The U.S. also a made a few … process errors in its preamble to the war. It’s hard to fight international terrorism when one treats allies with contempt by launching a pre-emptive war, which sets a bad military precedent; lying about WMD, which destroys public trust in a democracy; sidestepping the UN Security Council, which mocks international law; and trashing Old European allies, which disables security alliances. All these things may turn around, or somehow magically fix themselves, although I doubt it.
What cannot be denied about this war is its astronomical cost. I should have known better. I have practiced as an economist, and economists like Professors William Nordhaus and John Quiggin raised the cost alarm before the war. Their mid-range estimate was that the Iraq military and civil enterprise would cost about $100 billion, with a likely duration of five years. But I cheerfully ignored their dire warnings about the recklessness of buying into a dilapidated piece of political real estate with eyes wide shut.
The penny dropped when the bills started to flow in. Iraq has turned from a renovator’s dream into a money pit. The New York Times reports that the total costs of the war, occupation, and reconstruction are likely to be nearly $500 billion. This “news” gave me a bad case of sticker-shock and awe, at both the magnitude of the war’s expense and my folly for supporting it. The author, Donald Hepburn, an adviser to the Middle East Policy Council, takes a certain amount of sadistic relish in itemizing the costly entries. First there was the cost of the war, “the cost of preparation, aid to noncombatant allies, and the invasion itself amounted to $45 billion.” Then there is the occupation, “Assuming a five-year occupation, that’s some $300 billion.” Then finally, there is the cost of reconstruction, “the total bill is likely to be at least $200 billion over a decade.” A few hundred billion here, a few hundred billion there, and soon we are talking real money.

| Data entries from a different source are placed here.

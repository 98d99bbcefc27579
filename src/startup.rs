use std::fmt::Write as _;
use std::path::Path;

use anyhow::{Context, Result};

use syntax::ast::{Item, Value};

#[derive(thiserror::Error, Debug)]
pub enum Error {
    #[error("Unknown setting \"{0}\" in startup file")]
    UnknownSetting(String),
    #[error("Setting \"{0}\" must be a single value, not a list")]
    ExpectedSingleValue(String),
    #[error("Startup file may not define packages (found '{0}')")]
    UnexpectedPackage(String),
    #[error("Can't write {0:?} to a startup file")]
    Unrepresentable(String),
}

/// Contents of a startup configuration file:
/// ```text
/// package_dir = packages
/// user_package_dir = userpackages
/// base_package = org.vistrails.basic
/// enabled = [basic, vtk, spreadsheet]
/// ```
/// Values are kept as written; relative paths are resolved by `Settings`.
#[derive(Debug, Default, Clone, PartialEq, Eq)]
pub struct StartupFile {
    pub package_dir: Option<String>,
    pub user_package_dir: Option<String>,
    pub base_package: Option<String>,
    /// Codepaths to enable at startup. `None` means every available package.
    pub enabled: Option<Vec<String>>,
}

impl StartupFile {
    pub fn read(path: &Path) -> Result<Self> {
        let text = std::fs::read_to_string(path)
            .with_context(|| format!("while reading startup file {}", path.display()))?;
        Self::parse(&text).with_context(|| format!("while parsing startup file {}", path.display()))
    }

    pub fn parse(text: &str) -> Result<Self> {
        let mut startup = Self::default();
        for item in syntax::parse(text)? {
            let (key, val) = match item {
                Item::Setting(asst) => asst,
                Item::Package(block) => {
                    return Err(Error::UnexpectedPackage(block.identifier.to_owned()).into())
                }
            };
            match key {
                "package_dir" => startup.package_dir = Some(single(key, &val)?),
                "user_package_dir" => startup.user_package_dir = Some(single(key, &val)?),
                "base_package" => startup.base_package = Some(single(key, &val)?),
                "enabled" => {
                    startup.enabled = Some(val.to_list().into_iter().map(str::to_owned).collect())
                }
                _ => return Err(Error::UnknownSetting(key.to_owned()).into()),
            }
        }
        Ok(startup)
    }

    pub fn write(&self, path: &Path) -> Result<()> {
        log::debug!("writing startup file {}", path.display());
        let text = self.to_text()?;
        std::fs::write(path, text)
            .with_context(|| format!("while writing startup file {}", path.display()))
    }

    /// Serialize in the same format `parse` reads.
    pub fn to_text(&self) -> Result<String, Error> {
        let mut text = String::with_capacity(128);
        let settings = [
            ("package_dir", &self.package_dir),
            ("user_package_dir", &self.user_package_dir),
            ("base_package", &self.base_package),
        ];
        for (key, val) in settings {
            if let Some(val) = val {
                let _ = writeln!(text, "{key} = {}", quote(val)?);
            }
        }
        if let Some(enabled) = &self.enabled {
            let items = enabled.iter().map(|s| quote(s)).collect::<Result<Vec<_>, _>>()?;
            let _ = writeln!(text, "enabled = [{}]", items.join(", "));
        }
        Ok(text)
    }
}

fn single(key: &str, val: &Value) -> Result<String> {
    match val {
        Value::Literal(s) => Ok((*s).to_owned()),
        Value::List(_) => Err(Error::ExpectedSingleValue(key.to_owned()).into()),
    }
}

/// Quote `s` if it can't be written as a bare literal.
/// Quoted literals can't hold a quote or a newline, so those can't be written at all.
fn quote(s: &str) -> Result<String, Error> {
    if s.contains(|c: char| c == '"' || c == '\n') {
        return Err(Error::Unrepresentable(s.to_owned()));
    }
    let needs_quotes = s.is_empty()
        || s.contains(|c: char| c.is_whitespace() || "[]{},=#".contains(c));
    if needs_quotes {
        Ok(format!("\"{s}\""))
    } else {
        Ok(s.to_owned())
    }
}

#[cfg(test)]
mod tests {
    use super::*;

    #[test]
    fn test_parse() -> Result<()> {
        let startup = StartupFile::parse(
            "# startup\npackage_dir = packages\nuser_package_dir = \"my packages\"\n\
             base_package = org.vistrails.basic\nenabled = [basic, vtk]\n",
        )?;
        assert_eq!(startup.package_dir.as_deref(), Some("packages"));
        assert_eq!(startup.user_package_dir.as_deref(), Some("my packages"));
        assert_eq!(startup.base_package.as_deref(), Some("org.vistrails.basic"));
        assert_eq!(startup.enabled, Some(vec!["basic".to_owned(), "vtk".to_owned()]));
        Ok(())
    }

    #[test]
    fn test_parse_empty() -> Result<()> {
        assert_eq!(StartupFile::parse("")?, StartupFile::default());
        Ok(())
    }

    #[test]
    fn test_parse_errors() {
        let e = StartupFile::parse("colour = blue\n").unwrap_err();
        assert!(matches!(e.downcast_ref::<Error>(), Some(Error::UnknownSetting(_))));
        let e = StartupFile::parse("package_dir = [a, b]\n").unwrap_err();
        assert!(matches!(e.downcast_ref::<Error>(), Some(Error::ExpectedSingleValue(_))));
        let e = StartupFile::parse("package p {}\n").unwrap_err();
        assert!(matches!(e.downcast_ref::<Error>(), Some(Error::UnexpectedPackage(_))));
    }

    #[test]
    fn test_to_text_reparses() -> Result<()> {
        let startup = StartupFile {
            package_dir: Some("packages".to_owned()),
            user_package_dir: Some("my packages".to_owned()),
            base_package: None,
            enabled: Some(vec!["basic".to_owned(), "vtk".to_owned()]),
        };
        let text = startup.to_text()?;
        assert_eq!(
            text,
            "package_dir = packages\nuser_package_dir = \"my packages\"\nenabled = [basic, vtk]\n"
        );
        assert_eq!(StartupFile::parse(&text)?, startup);
        Ok(())
    }

    #[test]
    fn test_unwritable_values() -> Result<()> {
        let mut startup = StartupFile {
            enabled: Some(vec!["basic".to_owned(), "a\"b".to_owned()]),
            ..Default::default()
        };
        let e = startup.to_text().unwrap_err();
        assert!(matches!(e, Error::Unrepresentable(s) if s == "a\"b"));

        let dir = tempfile::tempdir()?;
        let path = dir.path().join("startup.vtpkg");
        std::fs::write(&path, "enabled = [basic]\n")?;
        startup.base_package = Some("line\nbreak".to_owned());
        assert!(startup.write(&path).is_err());
        // left as it was:
        assert_eq!(std::fs::read_to_string(&path)?, "enabled = [basic]\n");

        startup.base_package = None;
        startup.enabled = Some(vec!["with space".to_owned(), "x#y".to_owned()]);
        let text = startup.to_text()?;
        assert_eq!(StartupFile::parse(&text)?, startup);
        Ok(())
    }
}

I can’t say I was not warned. My blog-gurus on both the Left and the Right opposed the war and doubted the sums and schemes of the neocon planners. In the future I will be more cautious before attempting to teach them how to suck intellectual eggs.
I would also like to issue a series of formal apologies to all those adversely affected by my ignorant and arrogant blogs, nagging comments, and unsolicited e-mails. They include my social-democratic alter ego, for ignoring his repeated warnings never to trust crypto- Trotskyists; sundry bloggers, for my excruciatingly long-winded and torturous comments; my few remaining political friends, who have tolerated my behavior with saintly patience; the Internet, for wasting valuable cyberspace. Finally, I owe an apology to the Iraqi people for any inconvenience caused by my urging on of the recent hail of precision-guided, high-explosive ordnance targeted at their land.
There remains the mystery: why did I do it? If I am any guide, I would say that the War Party acted from a mixture of motives and reasons. First, hazy personal psychology: my vindictiveness was directed at a convenient scapegoat for 9/11 and assorted unmoved Leftists. Second, lazy professional pathology: a failure to exercise due diligence in the accounting for likely costs. Third, crazy political ideology: the utopian hope that wholesale violence in the Middle East would somehow make Arabic people want to copy our way of life and allow the United States triumphantly to make the world over.
Whatever the cause, it remains the case that this writer has considerable empathy with another punch-drunk pugilist who asked for a fight and got what he deserved:
I have squandered my resistance,
For a pocketful of mumbles, such are promises.
All lies and jest.
Still a man hears what he wants to hear and disregards the rest.